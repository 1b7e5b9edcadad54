use serde::{Deserialize, Serialize};

// ━━━━━━━━━━━━━━━━━━━━━━━━━━━━━━━━━━━━━━━━━━━━━━━━━━━━━━━━━━━━━━━━━━
// Prompt enrichment
// ━━━━━━━━━━━━━━━━━━━━━━━━━━━━━━━━━━━━━━━━━━━━━━━━━━━━━━━━━━━━━━━━━━

/// Controls how the raw user prompt is turned into the prompt sent to the
/// model.
#[derive(Debug, Clone, Serialize, Deserialize)]
pub struct EnrichmentConfig {
    #[serde(default)]
    pub strategy: EnrichmentStrategy,
    /// Only meaningful on the retrieval path.
    #[serde(default)]
    pub order: EnrichmentOrder,
    /// Characters of each document shown in the local preview block.
    #[serde(default = "d_200")]
    pub preview_chars: usize,
    /// Hard cap on a model-assisted rewrite.
    #[serde(default = "d_1000")]
    pub rewrite_max_chars: usize,
    /// Temperature for the rewrite call.
    #[serde(default = "d_rewrite_temperature")]
    pub rewrite_temperature: f32,
    /// Token budget for the rewrite call.
    #[serde(default = "d_rewrite_max_tokens")]
    pub rewrite_max_tokens: u32,
}

impl Default for EnrichmentConfig {
    fn default() -> Self {
        Self {
            strategy: EnrichmentStrategy::Local,
            order: EnrichmentOrder::PostRetrieval,
            preview_chars: 200,
            rewrite_max_chars: 1000,
            rewrite_temperature: d_rewrite_temperature(),
            rewrite_max_tokens: d_rewrite_max_tokens(),
        }
    }
}

#[derive(Debug, Clone, Copy, Default, PartialEq, Eq, Serialize, Deserialize)]
#[serde(rename_all = "snake_case")]
pub enum EnrichmentStrategy {
    /// Deterministic concatenation of history, initial context and the
    /// question.
    #[default]
    Local,
    /// One auxiliary completion call that rewrites the question.
    ModelAssisted,
}

impl EnrichmentStrategy {
    pub fn as_str(&self) -> &'static str {
        match self {
            Self::Local => "local",
            Self::ModelAssisted => "model_assisted",
        }
    }
}

#[derive(Debug, Clone, Copy, Default, PartialEq, Eq, Serialize, Deserialize)]
#[serde(rename_all = "snake_case")]
pub enum EnrichmentOrder {
    /// Retrieve with the raw prompt, then enrich with the results.
    #[default]
    PostRetrieval,
    /// Enrich first and retrieve with the standalone question.
    PreRetrieval,
}

impl EnrichmentOrder {
    pub fn as_str(&self) -> &'static str {
        match self {
            Self::PostRetrieval => "post_retrieval",
            Self::PreRetrieval => "pre_retrieval",
        }
    }
}

// ── serde default helpers ───────────────────────────────────────────

fn d_200() -> usize {
    200
}
fn d_1000() -> usize {
    1000
}
fn d_rewrite_temperature() -> f32 {
    0.1
}
fn d_rewrite_max_tokens() -> u32 {
    512
}
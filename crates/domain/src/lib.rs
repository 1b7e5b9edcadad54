pub mod config;
pub mod error;
pub mod model;
pub mod stream;
pub mod trace;
pub mod turn;
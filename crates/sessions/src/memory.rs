use std::collections::HashMap;

use parking_lot::RwLock;
use pl_domain::error::{Error, Result};
use pl_domain::turn::{SessionKey, Turn};
use serde_json::Value;

use crate::history::{last_assistant_mut, merge_metadata, HistoryStore};

/// Process-local [`HistoryStore`]. Histories vanish with the process.
#[derive(Default)]
pub struct MemoryHistoryStore {
    sessions: RwLock<HashMap<SessionKey, Vec<Turn>>>,
}

impl MemoryHistoryStore {
    pub fn new() -> Self {
        Self::default()
    }

    /// Number of sessions with at least one turn.
    pub fn len(&self) -> usize {
        self.sessions.read().len()
    }

    pub fn is_empty(&self) -> bool {
        self.len() == 0
    }
}

#[async_trait::async_trait]
impl HistoryStore for MemoryHistoryStore {
    async fn get_messages(&self, key: &SessionKey) -> Result<Vec<Turn>> {
        Ok(self.sessions.read().get(key).cloned().unwrap_or_default())
    }

    async fn append_turn(&self, key: &SessionKey, turn: Turn) -> Result<()> {
        self.sessions.write().entry(key.clone()).or_default().push(turn);
        Ok(())
    }

    async fn append_exchange(
        &self,
        key: &SessionKey,
        human: Turn,
        assistant: Turn,
    ) -> Result<()> {
        self.sessions
            .write()
            .entry(key.clone())
            .or_default()
            .extend([human, assistant]);
        Ok(())
    }

    async fn add_metadata(&self, key: &SessionKey, metadata: Value) -> Result<()> {
        let mut sessions = self.sessions.write();
        let turns = sessions.get_mut(key).map(Vec::as_mut_slice).unwrap_or_default();
        let target = last_assistant_mut(turns).ok_or_else(|| {
            Error::Persistence(format!("no assistant turn in {key} to attach metadata to"))
        })?;
        merge_metadata(&mut target.metadata, &metadata)?;
        Ok(())
    }
}
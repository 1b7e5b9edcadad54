//! `parley run`: answer one message and exit.
//!
//! Ctrl-C cancels the turn; a turn interrupted before its answer is ready
//! leaves the session history untouched.

use anyhow::Context;
use pl_runtime::{CancellationToken, TurnRequest};

use crate::bootstrap::App;

pub struct RunArgs {
    pub message: String,
    pub session: String,
    pub user: String,
    pub model: String,
    pub workspace: Option<String>,
    pub kwargs: Option<String>,
    pub json: bool,
}

pub async fn run(app: &App, args: RunArgs) -> anyhow::Result<()> {
    let mut req = TurnRequest::new(args.session, args.user, args.message, args.model);
    if let Some(workspace) = args.workspace {
        req = req.with_workspace(workspace);
    }
    if let Some(raw) = args.kwargs.as_deref() {
        req = req.with_kwargs(parse_kwargs(raw)?);
    }

    let cancel = CancellationToken::new();
    let on_interrupt = cancel.clone();
    tokio::spawn(async move {
        if tokio::signal::ctrl_c().await.is_ok() {
            eprintln!("cancelling turn");
            on_interrupt.cancel();
        }
    });

    let response = app.orchestrator.run(req, &cancel).await?;

    if args.json {
        let json = serde_json::to_string_pretty(&response).context("serializing response")?;
        println!("{json}");
    } else {
        println!("{}", response.content);
        let sources = response.metadata.documents.len();
        if sources > 0 {
            eprintln!("\x1b[2m[{sources} source document(s)]\x1b[0m");
        }
    }

    Ok(())
}

fn parse_kwargs(raw: &str) -> anyhow::Result<serde_json::Value> {
    let value: serde_json::Value =
        serde_json::from_str(raw).with_context(|| format!("--kwargs is not JSON: {raw}"))?;
    if !value.is_object() {
        anyhow::bail!("--kwargs must be a JSON object");
    }
    Ok(value)
}

#[cfg(test)]
mod tests {
    use super::*;

    #[test]
    fn kwargs_must_be_an_object() {
        assert!(parse_kwargs(r#"{"temperature":0.2}"#).is_ok());
        assert!(parse_kwargs("[1,2]").is_err());
        assert!(parse_kwargs("temperature=0.2").is_err());
    }
}
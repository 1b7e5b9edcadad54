mod enrichment;
mod llm;
mod observability;
mod retrieval;
mod sessions;

pub use enrichment::*;
pub use llm::*;
pub use observability::*;
pub use retrieval::*;
pub use sessions::*;

use serde::{Deserialize, Serialize};
use std::fmt;

// ━━━━━━━━━━━━━━━━━━━━━━━━━━━━━━━━━━━━━━━━━━━━━━━━━━━━━━━━━━━━━━━━━━
// Top-level config
// ━━━━━━━━━━━━━━━━━━━━━━━━━━━━━━━━━━━━━━━━━━━━━━━━━━━━━━━━━━━━━━━━━━

#[derive(Debug, Clone, Serialize, Deserialize, Default)]
pub struct Config {
    #[serde(default)]
    pub llm: LlmConfig,
    #[serde(default)]
    pub retrieval: RetrievalConfig,
    #[serde(default)]
    pub sessions: SessionsConfig,
    #[serde(default)]
    pub enrichment: EnrichmentConfig,
    #[serde(default)]
    pub orchestrator: OrchestratorConfig,
    #[serde(default)]
    pub observability: ObservabilityConfig,
}

// ━━━━━━━━━━━━━━━━━━━━━━━━━━━━━━━━━━━━━━━━━━━━━━━━━━━━━━━━━━━━━━━━━━
// Orchestrator
// ━━━━━━━━━━━━━━━━━━━━━━━━━━━━━━━━━━━━━━━━━━━━━━━━━━━━━━━━━━━━━━━━━━

#[derive(Debug, Clone, Serialize, Deserialize)]
pub struct OrchestratorConfig {
    /// Render the QA prompt with an empty history while the session has at
    /// most one stored turn, and skip the condense step.
    #[serde(default = "d_true")]
    pub first_turn_history_free: bool,
    /// Upper bound for a whole turn, persistence excluded.
    #[serde(default = "d_turn_timeout")]
    pub turn_timeout_ms: u64,
}

impl Default for OrchestratorConfig {
    fn default() -> Self {
        Self {
            first_turn_history_free: true,
            turn_timeout_ms: d_turn_timeout(),
        }
    }
}

fn d_true() -> bool {
    true
}
fn d_turn_timeout() -> u64 {
    180_000
}

// ━━━━━━━━━━━━━━━━━━━━━━━━━━━━━━━━━━━━━━━━━━━━━━━━━━━━━━━━━━━━━━━━━━
// Config validation
// ━━━━━━━━━━━━━━━━━━━━━━━━━━━━━━━━━━━━━━━━━━━━━━━━━━━━━━━━━━━━━━━━━━

/// Severity level for a configuration issue.
#[derive(Debug, Clone, Copy, PartialEq, Eq)]
pub enum ConfigSeverity {
    Error,
    Warning,
}

/// A single configuration validation issue.
#[derive(Debug, Clone)]
pub struct ConfigError {
    pub severity: ConfigSeverity,
    pub field: String,
    pub message: String,
}

impl fmt::Display for ConfigError {
    fn fmt(&self, f: &mut fmt::Formatter<'_>) -> fmt::Result {
        let tag = match self.severity {
            ConfigSeverity::Error => "ERROR",
            ConfigSeverity::Warning => "WARN",
        };
        write!(f, "[{tag}] {}: {}", self.field, self.message)
    }
}

impl Config {
    /// Validate the configuration and return a list of issues.
    ///
    /// Returns an empty vec when everything looks good.
    pub fn validate(&self) -> Vec<ConfigError> {
        let mut errors = Vec::new();
        let mut push = |severity, field: &str, message: &str| {
            errors.push(ConfigError {
                severity,
                field: field.into(),
                message: message.into(),
            })
        };

        if self.llm.service.base_url.is_empty() {
            push(
                ConfigSeverity::Error,
                "llm.service.base_url",
                "base_url must not be empty",
            );
        }
        if self.llm.default_timeout_ms == 0 {
            push(
                ConfigSeverity::Error,
                "llm.default_timeout_ms",
                "timeout must be greater than 0",
            );
        }
        if self.llm.service.auth.mode == AuthMode::ApiKey
            && self.llm.service.auth.key.is_none()
            && self.llm.service.auth.env.is_none()
            && self.llm.service.auth.service.is_none()
        {
            push(
                ConfigSeverity::Warning,
                "llm.service.auth",
                "api_key mode without key, env or keychain entry; calls will fail",
            );
        }

        if self.retrieval.base_url.is_empty() {
            push(
                ConfigSeverity::Error,
                "retrieval.base_url",
                "base_url must not be empty",
            );
        }
        if self.retrieval.limit == 0 {
            push(
                ConfigSeverity::Warning,
                "retrieval.limit",
                "limit 0 means every retrieval turn runs without documents",
            );
        }

        if self.enrichment.preview_chars == 0 {
            push(
                ConfigSeverity::Warning,
                "enrichment.preview_chars",
                "document previews will be empty",
            );
        }
        if self.enrichment.rewrite_max_chars == 0 {
            push(
                ConfigSeverity::Error,
                "enrichment.rewrite_max_chars",
                "rewrite cap must be greater than 0",
            );
        }

        if !(0.0..=1.0).contains(&self.observability.sample_rate) {
            push(
                ConfigSeverity::Error,
                "observability.sample_rate",
                "sample rate must be between 0.0 and 1.0",
            );
        }

        errors
    }
}
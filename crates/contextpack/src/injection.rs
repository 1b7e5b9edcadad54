//! Text blocks the enricher assembles. Kept together so the exact
//! wording stays in one place.

/// `"\nInitial question: {question}\n"`
pub fn format_initial_question(question: &str) -> String {
    format!("\nInitial question: {question}\n")
}

pub const INITIAL_DOCUMENTS_HEADER: &str = "\nInitial source documents:\n";

/// One bullet of the initial-documents block; `preview` already carries
/// its ellipsis.
pub fn format_document_preview(preview: &str) -> String {
    format!("- {preview}\n")
}

/// `"\nQuestion: {input}"`
pub fn format_question(input: &str) -> String {
    format!("\nQuestion: {input}")
}

/// Instruction for the model-assisted strategy. `{context}` receives the
/// locally assembled context block (history and initial context, no
/// question); `{max_chars}` the output budget.
pub const REWRITE_TEMPLATE: &str = "You are preparing a question for a question-answering assistant. \
Do not answer the question. Only reformulate it so it can be understood without the conversation below, \
carrying over any names, dates or references it depends on. \
Reply with the reformulated question only, in fewer than {max_chars} characters.

Conversation and context:
{context}

Question: {question}

Reformulated question:";
//! Streamed completion output, independent of the backend wire format.

use std::pin::Pin;

use serde::{Deserialize, Serialize};

pub type BoxStream<'a, T> = Pin<Box<dyn futures_core::Stream<Item = T> + Send + 'a>>;

/// One item of a streamed completion. A well-formed stream ends with
/// exactly one `Done` or `Error`.
#[derive(Debug, Clone, Serialize)]
#[serde(tag = "type", rename_all = "snake_case")]
pub enum StreamEvent {
    Token { text: String },
    Done {
        usage: Option<Usage>,
        finish_reason: Option<String>,
    },
    /// The backend failed mid-stream; tokens seen so far are discarded.
    Error { message: String },
}

/// Token accounting reported by the backend, when it reports any.
#[derive(Debug, Clone, Copy, PartialEq, Eq, Default, Serialize, Deserialize)]
pub struct Usage {
    pub prompt_tokens: u32,
    pub completion_tokens: u32,
    pub total_tokens: u32,
}
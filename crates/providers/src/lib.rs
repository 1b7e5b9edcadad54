//! Model adapters, prompt templates, and the completion services they
//! dispatch to.

pub mod adapter;
pub mod catalog;
pub mod claude;
pub mod llama2;
pub mod llama3;
pub mod openai_compat;
pub mod prompt;
pub mod registry;
pub mod target;
pub mod templates;
pub mod titan;
pub mod traits;
pub(crate) mod sse;
pub(crate) mod util;

#[cfg(test)]
pub(crate) mod testing;

// Re-exports for convenience.
pub use adapter::ModelAdapter;
pub use openai_compat::OpenAiCompatService;
pub use prompt::PromptTemplate;
pub use registry::{AdapterFactory, ModelRegistry};
pub use target::CompletionTarget;
pub use traits::{
    CompletionObserver, CompletionRequest, CompletionResponse, CompletionService, NoopObserver,
};
pub use util::resolve_api_key;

TASK DIRECTIONS: Pick out and copy the lines of the entries that hold the string "when".

EXERCISE SOLUTION:
    /// Returns an empty vec when everything looks good.
/// Token accounting reported by the backend, when it reports any.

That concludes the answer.